PrintFriendly

Print Friendly, PDF & Email

BioMarin Announces Three Year Updates on Investigational Gene Therapy

January 9, 2020
BioMarin Announces Three Year Updates on Investigational Gene Therapy

BioMarin recently announced updates on their ongoing clinical trial program for their investigational hemophilia A gene therapy valoctocogene roxaparvovec, which was developed for the treatment of adults with severe hemophilia A. The therapy utilizes adeno-associated viruses (AAVs) as vectors to carry the genetic codes that prompt the production of the factor VIII (FVIII) protein that is deficient in people with hemophilia A. AAVs are designed to safely deliver the genetic material into living cells to sustained therapeutic effect.

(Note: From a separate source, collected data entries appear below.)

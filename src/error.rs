//! Error types for the batch-parallel forest structures.

use thiserror::Error;

/// Result type for fallible forest operations.
pub type Result<T> = std::result::Result<T, Error>;

/// Resource exhaustion errors. Precondition violations (cyclic links, cuts of
/// missing edges) are not reported here; the structures trust their callers.
#[derive(Error, Debug, Clone, PartialEq, Eq)]
pub enum Error {
    /// Requested array is longer than the largest size class.
    #[error("Array of length {len} exceeds maximum supported length {max}")]
    ArrayTooLong { len: usize, max: usize },

    /// Every slot of a concurrent map holds a key or a tombstone.
    #[error("Concurrent map is full (capacity {capacity})")]
    MapFull { capacity: usize },

    /// Not enough free edge elements left for the requested links.
    #[error("Edge pool exhausted: {requested} edges requested, {available} available")]
    PoolExhausted { requested: usize, available: usize },
}
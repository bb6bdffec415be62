use batch_forest::EulerTourTree;

fn link(t: &mut EulerTourTree, u: usize, v: usize) {
    println!("Linking {} and {}", u, v);
    if let Err(e) = t.link(u, v) {
        println!("  failed: {e}");
    }
}

fn cut(t: &mut EulerTourTree, u: usize, v: usize) {
    println!("Cutting {} and {}", u, v);
    t.cut(u, v);
}

fn connected(t: &EulerTourTree, u: usize, v: usize) {
    println!(
        "Are {} and {} connected? {} (tree of {} has {} vertices)",
        u,
        v,
        if t.is_connected(u, v) { "Yes" } else { "No" },
        u,
        t.component_size(u)
    );
}

fn main() {
    let mut t = EulerTourTree::new(10);
    let path: Vec<_> = (0..9).map(|u| (u, u + 1)).collect();
    if let Err(e) = t.batch_link(&path) {
        println!("batch link failed: {e}");
        return;
    }
    println!("Created a path of length 10 (vertices 0 to 9)");
    connected(&t, 0, 9);
    cut(&mut t, 4, 5);
    connected(&t, 0, 9);
    connected(&t, 5, 9);
    link(&mut t, 0, 9);
    connected(&t, 4, 5);
    cut(&mut t, 0, 1);
    connected(&t, 1, 4);
    println!("Tree of 0: {:?}", t.component_vertices(0));
}
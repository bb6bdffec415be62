pub mod array_allocator;
pub mod concurrent_map;
pub mod error;
pub mod euler_tour_tree;
pub mod random;
pub mod skip_list;

pub use error::{Error, Result};
pub use euler_tour_tree::{EulerTourTree, ForestConfig};
pub use skip_list::augmented::AugmentedSkipList;
pub use skip_list::SkipList;
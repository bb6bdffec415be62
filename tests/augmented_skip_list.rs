use batch_forest::array_allocator::ArrayAllocator;
use batch_forest::random::Random;
use batch_forest::skip_list::augmented::AugmentedSkipList;
use batch_forest::skip_list::{Idx, EMPTY};
use common::{guard, init_logger, primes};
use rand::{seq::SliceRandom, Rng, SeedableRng};
use std::sync::Arc;

mod common;

const N: usize = 1000;

fn naive_sum(l: &AugmentedSkipList, u: Idx) -> i32 {
    l.sequence(u).iter().map(|&x| l.value(x)).sum()
}

fn chain(n: usize) -> AugmentedSkipList {
    let l = AugmentedSkipList::new(n);
    let joins: Vec<_> = (0..n - 1).map(|i| (i, i + 1)).collect();
    l.batch_join(&joins);
    l
}

fn check_sums(l: &AugmentedSkipList) {
    let mut seen = vec![false; l.len()];
    for u in 0..l.len() {
        if seen[u] {
            continue;
        }
        let seq = l.sequence(u);
        for &x in &seq {
            seen[x] = true;
        }
        let expected = naive_sum(l, u);
        for &x in seq.iter().step_by(7) {
            assert_eq!(l.get_sum(x), expected, "list of {u}, from {x}");
        }
    }
}

#[test]
fn test_singletons() {
    let l = AugmentedSkipList::new(10);
    for u in 0..10 {
        assert_eq!(l.value(u), 1);
        assert_eq!(l.get_sum(u), 1);
    }
}

#[test]
fn test_chain_and_cycle_sums() {
    init_logger();
    let l = guard(chain(N));
    assert_eq!(l.get_sum(0), N as i32);
    assert_eq!(l.get_sum(N / 2), N as i32);
    l.join(N - 1, 0);
    assert_eq!(l.get_sum(123), N as i32);
    assert_eq!(l.split(499), 500);
    assert_eq!(l.get_sum(499), N as i32);
    assert_eq!(l.sequence(499).last(), Some(&499));
}

#[test]
fn test_split_primes() {
    init_logger();
    let l = guard(chain(N));
    for p in primes(N) {
        assert_eq!(l.split(p), p + 1);
    }
    check_sums(&l);
    assert_eq!(l.get_sum(0), 3);
    assert_eq!(l.get_sum(3), 1);
    assert_eq!(l.get_sum(998), 2);
}

#[test]
fn test_batch_split_primes() {
    init_logger();
    let l = guard(chain(N));
    let ps = primes(N);
    let succ = l.batch_split(&ps);
    assert_eq!(succ, ps.iter().map(|p| p + 1).collect::<Vec<_>>());
    check_sums(&l);
    // Rejoin everything in one batch.
    let joins: Vec<_> = ps.iter().map(|&p| (p, p + 1)).collect();
    l.batch_join(&joins);
    assert_eq!(l.get_sum(0), N as i32);
    assert_eq!(l.sequence(0), (0..N).collect::<Vec<_>>());
}

#[test]
fn test_duplicate_batch_split() {
    let l = chain(100);
    let succ = l.batch_split(&[5, 5, 60, 5, 60]);
    assert_eq!(succ.iter().filter(|&&s| s == 6).count(), 1);
    assert_eq!(succ.iter().filter(|&&s| s == 61).count(), 1);
    assert_eq!(succ.iter().filter(|&&s| s == EMPTY).count(), 3);
    assert_eq!(l.get_sum(0), 6);
    assert_eq!(l.get_sum(30), 55);
    assert_eq!(l.get_sum(99), 39);
}

#[test]
fn test_batch_update() {
    init_logger();
    let l = guard(chain(N));
    let updates: Vec<_> = (0..N).step_by(3).map(|i| (i, (i % 7) as i32)).collect();
    l.batch_update(&updates);
    let expected: i32 = (0..N)
        .map(|i| if i % 3 == 0 { (i % 7) as i32 } else { 1 })
        .sum();
    assert_eq!(l.get_sum(17), expected);
    assert_eq!(naive_sum(&l, 17), expected);
    l.batch_split(&[400]);
    check_sums(&l);
}

#[test]
fn test_subsequence_sums() {
    init_logger();
    let mut rng = rand::rngs::StdRng::seed_from_u64(9021);
    let l = guard(chain(N));
    let updates: Vec<_> = (0..N).map(|i| (i, rng.gen_range(0..100))).collect();
    l.batch_update(&updates);
    for _ in 0..300 {
        let (a, b) = (rng.gen_range(0..N), rng.gen_range(0..N));
        let (a, b) = (a.min(b), a.max(b));
        let expected: i32 = (a..=b).map(|i| l.value(i)).sum();
        assert_eq!(l.get_subsequence_sum(a, b), expected, "[{a}, {b}]");
    }
}

#[test]
fn test_shared_allocators() {
    let links = Arc::new(ArrayAllocator::new());
    let values = Arc::new(ArrayAllocator::new());
    {
        let l = AugmentedSkipList::with_payload(
            50,
            Random::new(1),
            links.clone(),
            values.clone(),
            |i| (i as i32, i % 2 == 0),
        );
        assert_eq!(l.value(7), 7);
        assert!(*l.inner(8));
        l.batch_join(&[(1, 2), (2, 3)]);
        assert_eq!(l.get_sum(3), 6);
    }
    // Every array went back to the pools.
    let pooled: usize = [1, 2, 4, 8, 16, 32].iter().map(|&s| links.pooled(s)).sum();
    assert_eq!(pooled, 50);
    let pooled: usize = [1, 2, 4, 8, 16, 32].iter().map(|&s| values.pooled(s)).sum();
    assert_eq!(pooled, 50);
}

#[allow(non_snake_case)]
fn random_batches(Q: usize, n: usize, seed: u64) {
    init_logger();
    let mut rng = rand::rngs::StdRng::seed_from_u64(seed);
    let l = guard(AugmentedSkipList::with_seed(n, seed));
    for q in 1..=Q {
        // Current lists as sequences.
        let mut seen = vec![false; n];
        let mut lists = vec![];
        for u in 0..n {
            if !seen[u] {
                let seq = l.sequence(u);
                seq.iter().for_each(|&x| seen[x] = true);
                lists.push(seq);
            }
        }
        if q % 2 == 1 {
            // Join random pairs of lists, last to first.
            lists.shuffle(&mut rng);
            let joins: Vec<_> = lists
                .chunks_exact(2)
                .filter(|_| rng.gen_bool(0.7))
                .map(|c| (*c[0].last().unwrap(), c[1][0]))
                .collect();
            log::debug!("q {q}: {} joins", joins.len());
            l.batch_join(&joins);
        } else {
            let splits: Vec<_> = (0..rng.gen_range(1..n / 4))
                .map(|_| rng.gen_range(0..n))
                .collect();
            log::debug!("q {q}: {} splits", splits.len());
            l.batch_split(&splits);
        }
        if rng.gen_bool(0.3) {
            let updates: Vec<_> = (0..n)
                .filter_map(|u| rng.gen_bool(0.1).then(|| (u, rng.gen_range(0..5))))
                .collect();
            l.batch_update(&updates);
        }
        check_sums(&l);
    }
}

#[test]
fn test_random_batches1() {
    random_batches(40, 300, 1234);
}
#[test]
fn test_random_batches2() {
    random_batches(20, 2000, 777);
}

#[test]
#[ignore]
fn test_random_batches_stress() {
    init_logger();
    loop {
        let seed = rand::thread_rng().gen();
        log::info!("seed = {seed}");
        random_batches(100, 500, seed);
    }
}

The updates, which were recently published in the New England Journal of Medicine (NEJM), encompass three years of data from an ongoing Phase 1/2 study to evaluate safety and efficacy of valoctocogene roxaparvovec. Included in the trial are 15 participants with hemophilia A who are now in long term observation following a one-time administration of the therapy.  

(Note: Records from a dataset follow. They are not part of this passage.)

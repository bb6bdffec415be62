//! Batch-parallel augmented skip list.
//!
//! Every element holds a value, and `values[i]` for `i > 0` caches the sum of
//! `values[i - 1]` over the run of level `i - 1` elements that starts at the
//! element and stops before the next element taller than `i`. The sums are kept
//! up to date by the batch operations, so `get_sum` only walks the top level.
//!
//! With the default value of 1 per element, `get_sum` is the length of the list.

use std::fmt::{Debug, Formatter};
use std::sync::atomic::{AtomicI32, AtomicUsize, Ordering::Relaxed, Ordering::SeqCst};
use std::sync::Arc;

use derivative::Derivative;
use rayon::prelude::*;

use super::{Idx, Links, SkipList, EMPTY};
use crate::array_allocator::ArrayAllocator;
use crate::random::Random;

/// Marker value of an element that needs no update.
const CLEAR: usize = usize::MAX;
/// Below this level the top-down pass does not spawn tasks.
const SEQUENTIAL_LEVELS: usize = 6;

fn values_fmt(values: &[AtomicI32], f: &mut Formatter) -> std::fmt::Result {
    f.debug_list()
        .entries(values.iter().map(|v| v.load(Relaxed)))
        .finish()
}

fn level_fmt(level: &AtomicUsize, f: &mut Formatter) -> std::fmt::Result {
    match level.load(Relaxed) {
        CLEAR => write!(f, "-"),
        l => write!(f, "{l}"),
    }
}

/// Payload of an augmented element.
#[derive(Derivative)]
#[derivative(Debug)]
pub struct Augmented<P = ()> {
    #[derivative(Debug(format_with = "values_fmt"))]
    values: Box<[AtomicI32]>,
    /// Lowest level whose value must be recomputed, or CLEAR. Only set during a
    /// batch operation.
    #[derivative(Debug(format_with = "level_fmt"))]
    update_level: AtomicUsize,
    inner: P,
}

impl<P> Augmented<P> {
    pub fn inner(&self) -> &P {
        &self.inner
    }
}

pub struct AugmentedSkipList<P = ()> {
    list: SkipList<Augmented<P>>,
    values_alloc: Arc<ArrayAllocator<AtomicI32>>,
}

impl<P: Debug> Debug for AugmentedSkipList<P> {
    fn fmt(&self, f: &mut Formatter) -> std::fmt::Result {
        self.list.fmt(f)
    }
}

impl AugmentedSkipList<()> {
    /// `len` singleton elements, each with value 1.
    pub fn new(len: usize) -> Self {
        Self::with_seed(len, 0)
    }
    pub fn with_seed(len: usize, seed: u64) -> Self {
        Self::with_payload(
            len,
            Random::new(seed),
            Default::default(),
            Default::default(),
            |_| (1, ()),
        )
    }
}

impl<P> AugmentedSkipList<P> {
    /// Builds `len` singleton elements; `init(i)` gives element `i`'s value and
    /// payload.
    pub fn with_payload(
        len: usize,
        randomness: Random,
        links_alloc: Arc<ArrayAllocator<Links>>,
        values_alloc: Arc<ArrayAllocator<AtomicI32>>,
        init: impl Fn(Idx) -> (i32, P) + Sync,
    ) -> Self
    where
        P: Send,
    {
        let list = SkipList::with_payload(len, randomness, links_alloc, |i, height| {
            let (value, inner) = init(i);
            let values = values_alloc
                .allocate(height)
                .unwrap_or_else(|e| panic!("height {height} out of range: {e}"));
            for v in &values[..height] {
                v.store(value, Relaxed);
            }
            Augmented {
                values,
                update_level: AtomicUsize::new(CLEAR),
                inner,
            }
        });
        Self { list, values_alloc }
    }

    pub fn len(&self) -> usize {
        self.list.len()
    }
    pub fn is_empty(&self) -> bool {
        self.list.is_empty()
    }
    pub fn height(&self, u: Idx) -> usize {
        self.list.height(u)
    }
    pub fn inner(&self, u: Idx) -> &P {
        &self.list.payload(u).inner
    }
    pub fn prev(&self, u: Idx) -> Idx {
        self.list.prev(u)
    }
    pub fn next(&self, u: Idx) -> Idx {
        self.list.next(u)
    }
    pub fn find_representative(&self, u: Idx) -> Idx {
        self.list.find_representative(u)
    }
    pub fn on_same_list(&self, u: Idx, v: Idx) -> bool {
        self.list.on_same_list(u, v)
    }
    pub fn sequence(&self, u: Idx) -> Vec<Idx> {
        self.list.sequence(u)
    }
    /// Own value of `u`.
    pub fn value(&self, u: Idx) -> i32 {
        self.value_at(u, 0)
    }

    fn value_at(&self, u: Idx, level: usize) -> i32 {
        self.list.payload(u).values[level].load(Relaxed)
    }
    fn set_value_at(&self, u: Idx, level: usize, value: i32) {
        self.list.payload(u).values[level].store(value, Relaxed);
    }
    fn update_level(&self, u: Idx) -> &AtomicUsize {
        &self.list.payload(u).update_level
    }
    fn needs_update(&self, u: Idx, level: usize) -> bool {
        let l = self.update_level(u).load(SeqCst);
        l != CLEAR && l < level
    }

    /// Turns an unreachable element back into a singleton holding `value`.
    pub(crate) fn reset(&self, u: Idx, value: i32) {
        self.list.reset(u);
        for level in 0..self.height(u) {
            self.set_value_at(u, level, value);
        }
        self.update_level(u).store(CLEAR, SeqCst);
    }

    /// Sum of the values of the whole sequence containing `u`.
    pub fn get_sum(&self, u: Idx) -> i32 {
        // The representative reaches the top level; on an acyclic list it is the
        // leftmost top-level element.
        let root = self.list.find_representative(u);
        let top = self.height(root) - 1;
        let mut sum = self.value_at(root, top);
        let mut cur = self.list.next_at(root, top);
        while cur != EMPTY && cur != root {
            sum += self.value_at(cur, top);
            cur = self.list.next_at(cur, top);
        }
        if cur == EMPTY {
            // Not a cycle: also add everything left of the root.
            cur = root;
            let mut levels = top + 1;
            while levels > 0 {
                let level = levels - 1;
                if self.list.prev_at(cur, level) == EMPTY {
                    levels -= 1;
                    continue;
                }
                while self.list.prev_at(cur, level) != EMPTY {
                    cur = self.list.prev_at(cur, level);
                    sum += self.value_at(cur, level);
                }
            }
        }
        sum
    }

    /// Sum of the values from `left` to `right` inclusive. `left` must precede
    /// `right` in the same sequence.
    pub fn get_subsequence_sum(&self, mut left: Idx, mut right: Idx) -> i32 {
        let mut sum = self.value_at(right, 0);
        while left != right {
            let level = self.height(left).min(self.height(right)) - 1;
            if level == self.height(left) - 1 {
                sum += self.value_at(left, level);
                left = self.list.next_at(left, level);
            } else {
                right = self.list.prev_at(right, level);
                sum += self.value_at(right, level);
            }
        }
        sum
    }

    /// Joins every `(left, right)` pair as `SkipList::join` does, in parallel,
    /// then repairs the sums. Lefts must be pairwise distinct, as must rights.
    pub fn batch_join(&self, joins: &[(Idx, Idx)])
    where
        P: Sync,
    {
        joins
            .par_iter()
            .for_each(|&(left, right)| self.list.join(left, right));
        let lefts: Vec<Idx> = joins.par_iter().map(|&(left, _)| left).collect();
        self.update_ancestors(&lefts);
    }

    pub fn join(&self, left: Idx, right: Idx)
    where
        P: Sync,
    {
        self.batch_join(&[(left, right)]);
    }

    /// Splits after every given element in parallel. Duplicates are allowed.
    /// Returns the former successors in input order (`EMPTY` where there was none
    /// or where a duplicate split won).
    pub fn batch_split(&self, splits: &[Idx]) -> Vec<Idx>
    where
        P: Sync,
    {
        let successors: Vec<Idx> = splits.par_iter().map(|&u| self.list.split(u)).collect();
        splits.par_iter().for_each(|&u| {
            // Of several splits at the same element, only one walks up.
            if self
                .update_level(u)
                .compare_exchange(CLEAR, 0, SeqCst, SeqCst)
                .is_ok()
            {
                self.update_split_ancestors(u);
            }
        });
        splits
            .par_iter()
            .for_each(|&u| self.update_level(u).store(CLEAR, SeqCst));
        successors
    }

    pub fn split(&self, u: Idx) -> Idx
    where
        P: Sync,
    {
        self.batch_split(&[u])[0]
    }

    /// `u` is now last in its list: every ancestor's run ends at `u`, so one walk
    /// left and up recomputes them all.
    fn update_split_ancestors(&self, mut cur: Idx) {
        let mut sum = self.value_at(cur, 0);
        let mut level = 0;
        loop {
            if level + 1 < self.height(cur) {
                level += 1;
                self.set_value_at(cur, level, sum);
            } else {
                cur = self.list.prev_at(cur, level);
                if cur == EMPTY {
                    break;
                }
                sum += self.value_at(cur, level);
            }
        }
    }

    /// Assigns new own values and repairs the sums above them.
    pub fn batch_update(&self, updates: &[(Idx, i32)])
    where
        P: Sync,
    {
        updates
            .par_iter()
            .for_each(|&(u, value)| self.set_value_at(u, 0, value));
        let elements: Vec<Idx> = updates.par_iter().map(|&(u, _)| u).collect();
        self.update_ancestors(&elements);
    }

    /// Recomputes the sums of every ancestor of `elements`. Ancestors shared by
    /// several elements are claimed by the first walker that reaches them, so
    /// each one is recomputed exactly once, top-down from the unclaimed roots.
    fn update_ancestors(&self, elements: &[Idx])
    where
        P: Sync,
    {
        let tops: Vec<Idx> = elements
            .par_iter()
            .map(|&u| self.claim_ancestors(u))
            .collect();
        tops.par_iter()
            .filter(|&&t| t != EMPTY)
            .for_each(|&t| self.update_top_down(t, self.height(t) - 1));
    }

    /// Marks ancestors of `cur` until reaching one with no left parent (returned)
    /// or one already claimed by another walker (`EMPTY` is returned).
    fn claim_ancestors(&self, mut cur: Idx) -> Idx {
        let mut level = 0;
        loop {
            match self
                .update_level(cur)
                .compare_exchange(CLEAR, level, SeqCst, SeqCst)
            {
                Ok(_) => {
                    level = self.height(cur) - 1;
                    let parent = self.list.find_left_parent(cur, level);
                    if parent == EMPTY {
                        return cur;
                    }
                    cur = parent;
                    level += 1;
                }
                Err(_) => {
                    self.update_level(cur).fetch_min(level, SeqCst);
                    return EMPTY;
                }
            }
        }
    }

    /// Recomputes `values[level]` of `u` from the run below it, after recursing
    /// into the marked elements of that run. Clears the marker of every element
    /// whose top level is reached.
    fn update_top_down(&self, u: Idx, level: usize)
    where
        P: Sync,
    {
        if level <= SEQUENTIAL_LEVELS {
            return self.update_top_down_sequential(u, level);
        }
        rayon::scope(|s| {
            let mut cur = u;
            loop {
                if self.needs_update(cur, level) {
                    s.spawn(move |_| self.update_top_down(cur, level - 1));
                }
                cur = self.list.next_at(cur, level - 1);
                if cur == EMPTY || self.height(cur) > level {
                    break;
                }
            }
        });
        self.recompute(u, level);
    }

    fn update_top_down_sequential(&self, u: Idx, level: usize) {
        if level == 0 {
            if self.height(u) == 1 {
                self.update_level(u).store(CLEAR, SeqCst);
            }
            return;
        }
        let own = self.update_level(u).load(SeqCst);
        if own == CLEAR || own < level {
            self.update_top_down_sequential(u, level - 1);
        }
        let mut cur = self.list.next_at(u, level - 1);
        while cur != EMPTY && self.height(cur) <= level {
            if self.needs_update(cur, level) {
                self.update_top_down_sequential(cur, level - 1);
            }
            cur = self.list.next_at(cur, level - 1);
        }
        self.recompute(u, level);
    }

    fn recompute(&self, u: Idx, level: usize) {
        let mut sum = self.value_at(u, level - 1);
        let mut cur = self.list.next_at(u, level - 1);
        while cur != EMPTY && self.height(cur) <= level {
            sum += self.value_at(cur, level - 1);
            cur = self.list.next_at(cur, level - 1);
        }
        self.set_value_at(u, level, sum);
        if self.height(u) == level + 1 {
            self.update_level(u).store(CLEAR, SeqCst);
        }
    }
}

impl<P> Drop for AugmentedSkipList<P> {
    fn drop(&mut self) {
        for payload in self.list.payloads_mut() {
            self.values_alloc.free(std::mem::take(&mut payload.values));
        }
    }
}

According to a BioMarin press release, participants experienced significant improvements in both annualized bleeding rate (ABR) and requisite FVIII replacement product usage. In one group of patients who received a larger dose of the therapy, ABR decreased by 96%. In addition, FVIII product usage in the large dose group demonstrated sustained efficacy three years post-administration.

“These data are critical in helping the scientific and medical communities understand this pioneering technology. With three years of data, we know more about valoctocogene roxaparvovec than any other gene therapies in development for hemophilia A,” said Professor John Pasi, MB, ChB, PhD, from Barts and the London School of Medicine and Dentistry; the lead author of this NEJM publication, chief investigator for the valoctocogene roxaparvovec Phase 1/2 study, and a principal investigator for the Phase 3 study. “As a treating physician, I am excited about the potential of the field of gene therapy to make a meaningful difference in the lives of people with hemophilia A.”

The article, “Multiyear Follow-up of AAV5-hFVIII-SQ Gene Therapy for Hemophilia A”
was published online in NEJM on January 2, 2020.

On December 23rd, the company submitted a Biologics License Application for valoctocogene roxaparvovec to the U.S. Food and Drug Administration.